_WORK REQUIRED_
Using the listing below, set down exactly the lines starting at the line that contains "prints the reply." and ending at the line that contains "use clap::Parser;", both included, and no others.

□ □ □ □ □ □ □

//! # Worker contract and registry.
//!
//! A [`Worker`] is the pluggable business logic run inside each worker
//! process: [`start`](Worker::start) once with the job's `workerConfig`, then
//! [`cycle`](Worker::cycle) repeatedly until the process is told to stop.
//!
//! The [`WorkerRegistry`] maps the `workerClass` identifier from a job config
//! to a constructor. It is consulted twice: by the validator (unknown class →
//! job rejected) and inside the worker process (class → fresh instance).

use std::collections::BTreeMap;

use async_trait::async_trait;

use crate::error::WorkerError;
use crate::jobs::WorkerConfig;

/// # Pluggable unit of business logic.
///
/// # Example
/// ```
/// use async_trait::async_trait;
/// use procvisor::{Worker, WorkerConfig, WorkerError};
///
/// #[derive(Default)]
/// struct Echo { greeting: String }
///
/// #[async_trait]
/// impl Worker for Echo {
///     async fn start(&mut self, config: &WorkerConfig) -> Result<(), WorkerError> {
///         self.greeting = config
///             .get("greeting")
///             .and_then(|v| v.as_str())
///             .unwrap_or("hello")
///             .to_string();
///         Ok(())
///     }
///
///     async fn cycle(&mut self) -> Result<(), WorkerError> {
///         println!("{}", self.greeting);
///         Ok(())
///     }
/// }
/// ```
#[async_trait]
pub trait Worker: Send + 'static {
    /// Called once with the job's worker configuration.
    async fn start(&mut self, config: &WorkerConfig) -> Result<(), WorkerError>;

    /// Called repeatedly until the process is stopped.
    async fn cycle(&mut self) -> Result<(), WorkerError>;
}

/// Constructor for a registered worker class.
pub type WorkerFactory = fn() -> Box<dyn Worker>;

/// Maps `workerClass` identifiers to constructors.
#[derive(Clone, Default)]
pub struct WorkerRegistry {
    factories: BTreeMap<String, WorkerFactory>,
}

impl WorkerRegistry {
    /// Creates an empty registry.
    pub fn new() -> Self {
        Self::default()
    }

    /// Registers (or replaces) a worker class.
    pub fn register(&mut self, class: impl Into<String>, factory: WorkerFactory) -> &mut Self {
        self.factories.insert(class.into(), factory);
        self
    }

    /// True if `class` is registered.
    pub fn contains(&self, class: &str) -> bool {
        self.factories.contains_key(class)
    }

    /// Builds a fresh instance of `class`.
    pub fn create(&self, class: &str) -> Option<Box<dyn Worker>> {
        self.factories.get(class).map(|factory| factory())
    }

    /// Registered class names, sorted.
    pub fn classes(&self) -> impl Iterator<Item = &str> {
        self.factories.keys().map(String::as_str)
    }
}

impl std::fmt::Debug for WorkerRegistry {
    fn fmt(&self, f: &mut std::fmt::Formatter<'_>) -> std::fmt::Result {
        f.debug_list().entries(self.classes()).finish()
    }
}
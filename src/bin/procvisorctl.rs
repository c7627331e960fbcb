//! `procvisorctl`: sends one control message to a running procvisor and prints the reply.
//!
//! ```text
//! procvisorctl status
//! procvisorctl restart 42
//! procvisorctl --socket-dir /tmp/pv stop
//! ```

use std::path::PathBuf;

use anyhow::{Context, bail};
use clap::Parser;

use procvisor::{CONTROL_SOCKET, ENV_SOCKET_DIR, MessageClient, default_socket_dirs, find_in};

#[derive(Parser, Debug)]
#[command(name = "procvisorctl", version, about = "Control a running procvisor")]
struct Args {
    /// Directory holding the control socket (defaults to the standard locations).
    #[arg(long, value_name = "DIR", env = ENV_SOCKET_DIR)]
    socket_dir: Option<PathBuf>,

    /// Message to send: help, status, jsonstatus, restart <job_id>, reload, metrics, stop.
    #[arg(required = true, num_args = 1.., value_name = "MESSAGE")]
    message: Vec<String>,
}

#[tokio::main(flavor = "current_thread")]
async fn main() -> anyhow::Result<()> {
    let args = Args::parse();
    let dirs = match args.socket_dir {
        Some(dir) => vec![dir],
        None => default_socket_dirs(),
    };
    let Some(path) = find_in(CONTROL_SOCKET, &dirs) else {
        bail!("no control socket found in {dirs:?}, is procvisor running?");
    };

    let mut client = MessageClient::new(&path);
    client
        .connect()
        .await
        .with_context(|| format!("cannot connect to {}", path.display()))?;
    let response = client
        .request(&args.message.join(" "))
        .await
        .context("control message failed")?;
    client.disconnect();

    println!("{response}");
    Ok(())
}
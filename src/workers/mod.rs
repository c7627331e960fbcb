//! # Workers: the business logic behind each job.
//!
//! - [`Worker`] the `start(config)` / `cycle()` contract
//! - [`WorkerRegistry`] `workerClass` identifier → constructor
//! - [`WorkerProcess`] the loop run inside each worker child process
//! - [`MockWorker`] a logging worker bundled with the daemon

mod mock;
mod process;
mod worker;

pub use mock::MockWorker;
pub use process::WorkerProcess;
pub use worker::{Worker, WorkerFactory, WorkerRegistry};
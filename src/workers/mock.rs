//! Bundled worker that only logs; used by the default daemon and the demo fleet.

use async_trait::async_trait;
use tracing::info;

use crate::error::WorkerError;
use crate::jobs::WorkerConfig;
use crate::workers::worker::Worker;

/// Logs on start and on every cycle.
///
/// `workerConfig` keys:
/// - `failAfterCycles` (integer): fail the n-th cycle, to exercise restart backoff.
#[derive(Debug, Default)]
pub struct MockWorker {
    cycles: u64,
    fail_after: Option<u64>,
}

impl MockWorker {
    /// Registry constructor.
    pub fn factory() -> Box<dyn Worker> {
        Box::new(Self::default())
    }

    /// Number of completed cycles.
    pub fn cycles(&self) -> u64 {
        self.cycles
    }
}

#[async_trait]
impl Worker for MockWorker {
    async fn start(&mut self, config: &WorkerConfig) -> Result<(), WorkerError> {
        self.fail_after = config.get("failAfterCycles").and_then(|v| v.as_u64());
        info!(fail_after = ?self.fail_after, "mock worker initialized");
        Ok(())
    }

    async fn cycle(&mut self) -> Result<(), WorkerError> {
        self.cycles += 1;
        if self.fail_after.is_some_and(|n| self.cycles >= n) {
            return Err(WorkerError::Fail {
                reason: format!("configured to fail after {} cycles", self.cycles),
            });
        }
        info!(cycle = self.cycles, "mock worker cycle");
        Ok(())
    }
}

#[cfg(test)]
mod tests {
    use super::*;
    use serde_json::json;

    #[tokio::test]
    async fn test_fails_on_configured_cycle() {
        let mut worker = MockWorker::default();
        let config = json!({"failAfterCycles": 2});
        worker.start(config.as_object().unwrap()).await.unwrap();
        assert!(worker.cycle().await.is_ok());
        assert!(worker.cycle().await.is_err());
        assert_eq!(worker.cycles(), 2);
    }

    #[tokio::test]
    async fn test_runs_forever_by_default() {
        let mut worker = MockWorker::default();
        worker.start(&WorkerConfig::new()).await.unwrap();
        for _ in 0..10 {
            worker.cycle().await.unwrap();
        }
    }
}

□ □ □ □ □ □ □

_SOLUTION FOR THIS TASK_
//! `procvisorctl`: sends one control message to a running procvisor and prints the reply.
//!
//! ```text
//! procvisorctl status
//! procvisorctl restart 42
//! procvisorctl --socket-dir /tmp/pv stop
//! ```

use std::path::PathBuf;

use anyhow::{Context, bail};
use clap::Parser;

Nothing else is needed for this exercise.